# ACTION ITEM
Please copy out the entries until you have copied the line that contains "BillingMonth::of(student.joined_date) == month)", beginning with the first line.

# RECORDED INFORMATION
use std::collections::HashSet;

use serde::Serialize;
use serde_json::Value;

use crate::models::billing::PaymentFilter;
use crate::models::{
    Application, Blog, Course, Enrollment, Group, GroupStudent, Payment, PaymentStatus, Student,
    StudentStatus, Teacher, Vacancy, VacancyApplication,
};
use crate::month::BillingMonth;
use crate::record::{ListQuery, Record, Table};
use crate::store::Store;
use crate::Error;

pub const SEARCH_LIMIT: i64 = 20;

#[derive(Debug, Clone, PartialEq, Eq, Serialize)]
pub struct DashboardStats {
    pub total_students: i64,
    pub active_students: i64,
    pub total_courses: i64,
    pub total_groups: i64,
    pub total_teachers: i64,
    pub pending_applications: i64,
    pub month: BillingMonth,
    pub monthly_revenue: i64,
    pub total_revenue: i64,
}

#[derive(Debug, Clone, PartialEq, Eq, Serialize)]
pub struct MonthlyRow {
    pub month: BillingMonth,
    pub revenue: i64,
    pub new_students: usize,
}

#[derive(Debug, Clone, PartialEq, Eq, Serialize)]
pub struct CourseStats {
    pub course_id: i32,
    pub course_name: String,
    pub price: i64,
    pub groups: usize,
    pub students: usize,
    pub revenue: i64,
}

#[derive(Debug, Clone, Serialize)]
pub struct SearchResults {
    pub students: Vec<Student>,
    pub applications: Vec<Application>,
    pub teachers: Vec<Teacher>,
    pub courses: Vec<Course>,
    pub blogs: Vec<Blog>,
    pub vacancies: Vec<Vacancy>,
}

/// Sum of `paid` payments, optionally restricted to one month.
pub fn revenue<'a, I>(payments: I, month: Option<BillingMonth>) -> i64
where
    I: IntoIterator<Item = &'a Payment>,
{
    payments
        .into_iter()
        .filter(|payment| payment.status == PaymentStatus::Paid)
        .filter(|payment| month.map_or(true, |month| payment.month == month))
        .map(|payment| payment.amount)
        .fold(0, i64::saturating_add)
}

pub fn monthly(year: i32, payments: &[Payment], students: &[Student]) -> Vec<MonthlyRow> {
    (1..=12)
        .filter_map(|month| BillingMonth::new(year, month))
        .map(|month| MonthlyRow {
            month,
            revenue: revenue(payments, Some(month)),
            new_students: students
                .iter()
                .filter(|student| BillingMonth::of(student.joined_date) == month)
                .count(),
        })
        .collect()
}

/// Per-course totals. A student counts towards a course through its own
/// course, an enrollment or a group of that course.
pub fn course_stats(
    courses: &[Course],
    groups: &[Group],
    relations: &[GroupStudent],
    enrollments: &[Enrollment],
    students: &[Student],
    payments: &[Payment],
) -> Vec<CourseStats> {
    courses
        .iter()
        .map(|course| {
            let course_groups: Vec<i32> = groups
                .iter()
                .filter(|group| group.course_id == course.id)
                .map(|group| group.id)
                .collect();
            let mut members: HashSet<i32> = students
                .iter()
                .filter(|student| student.course_id == Some(course.id))
                .map(|student| student.id)
                .collect();
            members.extend(
                enrollments
                    .iter()
                    .filter(|enrollment| enrollment.course_id == course.id)
                    .map(|enrollment| enrollment.student_id),
            );
            members.extend(
                relations
                    .iter()
                    .filter(|relation| course_groups.contains(&relation.group_id))
                    .map(|relation| relation.student_id),
            );
            CourseStats {
                course_id: course.id,
                course_name: course.name.clone(),
                price: course.price,
                groups: course_groups.len(),
                students: members.len(),
                revenue: revenue(
                    payments.iter().filter(|payment| payment.course_id == course.id),
                    None,
                ),
            }
        })
        .collect()
}

pub async fn dashboard(store: &dyn Store) -> Result<DashboardStats, Error> {
    let month = BillingMonth::current();
    let paid = store
        .payments(&PaymentFilter {
            status: Some(PaymentStatus::Paid),
            ..PaymentFilter::default()
        })
        .await?;
    Ok(DashboardStats {
        total_students: store.count_rows(Student::TABLE, None).await?,
        active_students: store
            .count_rows(Student::TABLE, Some(StudentStatus::Active.as_str()))
            .await?,
        total_courses: store.count_rows(Course::TABLE, None).await?,
        total_groups: store.count_rows(Group::TABLE, None).await?,
        total_teachers: store.count_rows(Teacher::TABLE, None).await?,
        pending_applications: store.count_rows(Application::TABLE, Some("pending")).await?,
        month,
        monthly_revenue: revenue(&paid, Some(month)),
        total_revenue: revenue(&paid, None),
    })
}

pub async fn monthly_report(store: &dyn Store, year: Option<i32>) -> Result<Vec<MonthlyRow>, Error> {
    let year = year.unwrap_or_else(|| BillingMonth::current().year());
    let payments = store.payments(&PaymentFilter::default()).await?;
    let students = store.list::<Student>(&ListQuery::all()).await?;
    Ok(monthly(year, &payments, &students))
}

pub async fn course_report(store: &dyn Store) -> Result<Vec<CourseStats>, Error> {
    let all = ListQuery::all();
    Ok(course_stats(
        &store.list::<Course>(&all).await?,
        &store.list::<Group>(&all).await?,
        &store.list::<GroupStudent>(&all).await?,
        &store.list::<Enrollment>(&all).await?,
        &store.list::<Student>(&all).await?,
        &store.payments(&PaymentFilter::default()).await?,
    ))
}

pub async fn search(store: &dyn Store, query: &str) -> Result<SearchResults, Error> {
    let needle = query.trim();
    if needle.is_empty() {
        return Err(Error::invalid("Search query must not be empty"));
    }
    Ok(SearchResults {
        students: store.search::<Student>(needle, SEARCH_LIMIT).await?,
        applications: store.search::<Application>(needle, SEARCH_LIMIT).await?,
        teachers: store.search::<Teacher>(needle, SEARCH_LIMIT).await?,
        courses: store.search::<Course>(needle, SEARCH_LIMIT).await?,
        blogs: store.search::<Blog>(needle, SEARCH_LIMIT).await?,
        vacancies: store.search::<Vacancy>(needle, SEARCH_LIMIT).await?,
    })
}

/// Resources that can be exported, keyed by their URL segment.
pub fn export_table(kind: &str) -> Option<&'static Table> {
    match kind {
        "students" => Some(Student::TABLE),
        "applications" => Some(Application::TABLE),
        "payments" => Some(Payment::TABLE),
        "vacancy-applications" => Some(VacancyApplication::TABLE),
        "teachers" => Some(Teacher::TABLE),
        "courses" => Some(Course::TABLE),
        _ => None,
    }
}

/// Accepted `format` values. Spreadsheet requests get CSV as well.
pub fn check_format(format: Option<&str>) -> Result<(), Error> {
    match format.unwrap_or("excel") {
        "excel" | "csv" => Ok(()),
        "pdf" => Err(Error::invalid("PDF export is not supported, use `excel` or `csv`")),
        other => Err(Error::invalid(format!("Unknown export format `{}`", other))),
    }
}

fn csv_cell(value: &Value) -> String {
    let text = match value {
        Value::Null => String::new(),
        Value::String(text) => text.clone(),
        Value::Array(items) => items.iter().map(csv_cell).collect::<Vec<_>>().join("; "),
        other => other.to_string(),
    };
    if text.contains(|c: char| matches!(c, ',' | '"' | '\n' | '\r')) {
        format!("\"{}\"", text.replace('"', "\"\""))
    } else {
        text
    }
}

/// Renders rows as CSV with a byte-order mark so spreadsheets pick UTF-8.
pub fn to_csv(table: &Table, rows: &[Value]) -> String {
    let columns: Vec<&str> = std::iter::once("id")
        .chain(table.columns.iter().copied())
        .chain(std::iter::once("created_at"))
        .collect();
    let mut out = String::from("\u{feff}");
    out.push_str(&columns.join(","));
    out.push_str("\r\n");
    for row in rows {
        let cells: Vec<String> = columns
            .iter()
            .map(|column| csv_cell(row.get(*column).unwrap_or(&Value::Null)))
            .collect();
        out.push_str(&cells.join(","));
        out.push_str("\r\n");
    }
    out
}

pub async fn export(store: &dyn Store, table: &'static Table) -> Result<String, Error> {
    let rows = store.list_rows(table, &ListQuery::all()).await?;
    Ok(to_csv(table, &rows))
}
use serde::de::DeserializeOwned;
use serde::{Deserialize, Serialize};

use crate::Error;

/// Static description of a table the generic CRUD layer can operate on.
///
/// `columns` lists the writable columns in the order drafts and patches are
/// mapped onto; `id`, `created_at` and `updated_at` are managed by the store.
#[derive(Debug)]
pub struct Table {
    pub name: &'static str,
    pub label: &'static str,
    pub columns: &'static [&'static str],
    pub search: &'static [&'static str],
    pub has_status: bool,
    pub newest_first: bool,
}

/// A row type served through the generic CRUD routes.
///
/// Rows travel through the store as JSON objects keyed by column name, so the
/// serde shape of the record, its draft and its patch must match the column
/// names in [`Table::columns`].
pub trait Record: Serialize + DeserializeOwned + Send + Sync + 'static {
    const TABLE: &'static Table;

    /// Full body accepted by `POST` and `PUT`.
    type Draft: Serialize + DeserializeOwned + Send + 'static;
    /// Partial body accepted by `PATCH`; absent fields are left untouched.
    type Patch: Serialize + DeserializeOwned + Send + Sync + 'static;

    fn id(&self) -> i32;

    fn check(_draft: &Self::Draft) -> Result<(), Error> {
        Ok(())
    }

    /// Rows a draft points at, which must exist when it is written.
    fn references(_draft: &Self::Draft) -> Vec<(&'static Table, i32)> {
        Vec::new()
    }
}

#[derive(Debug, Clone, Default, Deserialize)]
pub struct ListQuery {
    #[serde(default)]
    pub skip: i64,
    pub limit: Option<i64>,
    pub status: Option<String>,
}

impl ListQuery {
    pub const DEFAULT_LIMIT: i64 = 100;

    pub fn all() -> Self {
        Self {
            skip: 0,
            limit: None,
            status: None,
        }
    }

    pub fn with_status<S: Into<String>>(status: S) -> Self {
        Self {
            status: Some(status.into()),
            ..Self::all()
        }
    }

    /// Limit applied to HTTP listings, which are always paged.
    pub fn paged(mut self) -> Self {
        self.skip = self.skip.max(0);
        self.limit = Some(
            self.limit
                .unwrap_or(Self::DEFAULT_LIMIT)
                .clamp(0, 10 * Self::DEFAULT_LIMIT),
        );
        self
    }
}

/// Serializes a draft or patch into the JSON object handed to the store.
pub fn fields<T: Serialize>(value: &T) -> Result<serde_json::Value, Error> {
    let value = serde_json::to_value(value)?;
    if !value.is_object() {
        return Err(Error::invalid("Request body must be a JSON object"));
    }
    Ok(value)
}

/// Rejects blank strings for required fields.
pub fn require(field: &str, value: &str) -> Result<(), Error> {
    if value.trim().is_empty() {
        Err(Error::invalid(format!("`{}` must not be empty", field)))
    } else {
        Ok(())
    }
}

#[cfg(test)]
mod tests {
    use super::*;

    #[test]
    fn paged_listing_defaults_and_clamps() {
        let query = ListQuery::default().paged();
        assert_eq!((query.skip, query.limit), (0, Some(100)));

        let query = ListQuery {
            skip: -5,
            limit: Some(1_000_000),
            status: None,
        }
        .paged();
        assert_eq!((query.skip, query.limit), (0, Some(1000)));
    }

    #[test]
    fn blank_required_fields_are_rejected() {
        assert!(require("phone", "  ").is_err());
        assert!(require("phone", "+998901234567").is_ok());
    }
}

# OUTPUT FOR THIS TASK
use std::collections::HashSet;

use serde::Serialize;
use serde_json::Value;

use crate::models::billing::PaymentFilter;
use crate::models::{
    Application, Blog, Course, Enrollment, Group, GroupStudent, Payment, PaymentStatus, Student,
    StudentStatus, Teacher, Vacancy, VacancyApplication,
};
use crate::month::BillingMonth;
use crate::record::{ListQuery, Record, Table};
use crate::store::Store;
use crate::Error;

pub const SEARCH_LIMIT: i64 = 20;

#[derive(Debug, Clone, PartialEq, Eq, Serialize)]
pub struct DashboardStats {
    pub total_students: i64,
    pub active_students: i64,
    pub total_courses: i64,
    pub total_groups: i64,
    pub total_teachers: i64,
    pub pending_applications: i64,
    pub month: BillingMonth,
    pub monthly_revenue: i64,
    pub total_revenue: i64,
}

#[derive(Debug, Clone, PartialEq, Eq, Serialize)]
pub struct MonthlyRow {
    pub month: BillingMonth,
    pub revenue: i64,
    pub new_students: usize,
}

#[derive(Debug, Clone, PartialEq, Eq, Serialize)]
pub struct CourseStats {
    pub course_id: i32,
    pub course_name: String,
    pub price: i64,
    pub groups: usize,
    pub students: usize,
    pub revenue: i64,
}

#[derive(Debug, Clone, Serialize)]
pub struct SearchResults {
    pub students: Vec<Student>,
    pub applications: Vec<Application>,
    pub teachers: Vec<Teacher>,
    pub courses: Vec<Course>,
    pub blogs: Vec<Blog>,
    pub vacancies: Vec<Vacancy>,
}

/// Sum of `paid` payments, optionally restricted to one month.
pub fn revenue<'a, I>(payments: I, month: Option<BillingMonth>) -> i64
where
    I: IntoIterator<Item = &'a Payment>,
{
    payments
        .into_iter()
        .filter(|payment| payment.status == PaymentStatus::Paid)
        .filter(|payment| month.map_or(true, |month| payment.month == month))
        .map(|payment| payment.amount)
        .fold(0, i64::saturating_add)
}

pub fn monthly(year: i32, payments: &[Payment], students: &[Student]) -> Vec<MonthlyRow> {
    (1..=12)
        .filter_map(|month| BillingMonth::new(year, month))
        .map(|month| MonthlyRow {
            month,
            revenue: revenue(payments, Some(month)),
            new_students: students
                .iter()
                .filter(|student| BillingMonth::of(student.joined_date) == month)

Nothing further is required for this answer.